## EXERCISE DESCRIPTION
For the data below, say how many lines contain "propagates". Only the number should be given.
DATA LISTING Start Marker
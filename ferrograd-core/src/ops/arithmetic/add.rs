// ferrograd-core/src/ops/arithmetic/add.rs

use crate::autograd::function::{unpack, Function, FunctionNode};
use crate::error::AutogradError;
use crate::utils::{broadcast_shapes, sum_to};
use crate::variable::{Operand, Variable};
use ndarray::ArrayD;

/// `y = x0 + x1`, broadcasting the operands against each other.
#[derive(Debug, Clone, Copy, Default)]
pub struct Add;

impl Function for Add {
    fn forward(&self, xs: &[&ArrayD<f64>]) -> Result<Vec<ArrayD<f64>>, AutogradError> {
        let &[x0, x1] = unpack(self.name(), xs)?;
        broadcast_shapes(x0.shape(), x1.shape())?;
        Ok(vec![x0 + x1])
    }

    fn backward(
        &self,
        xs: &[&ArrayD<f64>],
        gys: &[ArrayD<f64>],
    ) -> Result<Vec<ArrayD<f64>>, AutogradError> {
        let &[x0, x1] = unpack(self.name(), xs)?;
        let [gy] = unpack(self.name(), gys)?;
        // dy/dx0 = dy/dx1 = 1
        let gx0 = sum_to(gy.clone(), x0.shape())?;
        let gx1 = sum_to(gy.clone(), x1.shape())?;
        Ok(vec![gx0, gx1])
    }
}

/// Adds two operands, recording the call.
///
/// # Errors
/// `BroadcastError` if the shapes are incompatible, `MissingData` if a
/// variable operand has no data.
pub fn add(x0: impl Into<Operand>, x1: impl Into<Operand>) -> Result<Variable, AutogradError> {
    FunctionNode::call_single(Add, vec![x0.into(), x1.into()])
}

#[cfg(test)]
#[path = "add_test.rs"]
mod tests;
// ferrograd-core/src/variable/autograd_methods.rs

use crate::autograd::graph;
use crate::autograd::FunctionNode;
use crate::error::AutogradError;
use crate::variable::Variable;
use ndarray::ArrayD;
use std::rc::Rc;

impl Variable {
    /// Links this freshly produced variable to the call that produced it.
    ///
    /// Part of the call protocol only. A variable's creator is written
    /// exactly once; a second attempt is reported as an internal error.
    pub(crate) fn set_creator(&self, function: &Rc<FunctionNode>) -> Result<(), AutogradError> {
        self.node
            .creator
            .set(Rc::clone(function))
            .map_err(|_| {
                AutogradError::InternalError(format!(
                    "creator of {:?} is already set; variables are never re-parented",
                    self
                ))
            })?;
        self.node.generation.set(function.generation() + 1);
        Ok(())
    }

    /// Resets the gradient to absent, e.g. between optimisation steps.
    pub fn clear_grad(&self) {
        self.node.grad.borrow_mut().take();
    }

    pub(crate) fn set_grad(&self, grad: Option<ArrayD<f64>>) {
        *self.node.grad.borrow_mut() = grad;
    }

    /// Adds `incoming` to the gradient, or stores it if there is none yet.
    pub(crate) fn accumulate_grad(&self, incoming: ArrayD<f64>) -> Result<(), AutogradError> {
        let expected = self.require_data("accumulate_grad")?.shape();
        if incoming.shape() != expected {
            return Err(AutogradError::ShapeMismatch {
                expected: expected.to_vec(),
                actual: incoming.shape().to_vec(),
                operation: "accumulate_grad".to_string(),
            });
        }

        let mut slot = self.node.grad.borrow_mut();
        let updated = match slot.take() {
            Some(existing) => existing + &incoming,
            None => incoming,
        };
        *slot = Some(updated);
        Ok(())
    }

    /// Back-propagates from this variable, keeping only leaf gradients.
    ///
    /// Equivalent to `backward_with(false)`.
    pub fn backward(&self) -> Result<(), AutogradError> {
        self.backward_with(false)
    }

    /// Back-propagates from this variable to every reachable leaf.
    ///
    /// If this variable has no gradient yet it is seeded with ones of its
    /// shape. When `retain_grad` is `false`, the gradient of every
    /// intermediate variable is dropped as soon as its producing function has
    /// been processed, so only leaves hold a gradient afterwards.
    ///
    /// # Errors
    /// * `MissingData` if this variable has no data to seed from.
    /// * Any error raised by a function's backward formula, or a
    ///   `ShapeMismatch` if a formula returned a wrongly shaped gradient.
    pub fn backward_with(&self, retain_grad: bool) -> Result<(), AutogradError> {
        graph::backward(self, retain_grad)
    }
}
DATA LISTING End Marker
## WRITTEN RESPONSE
2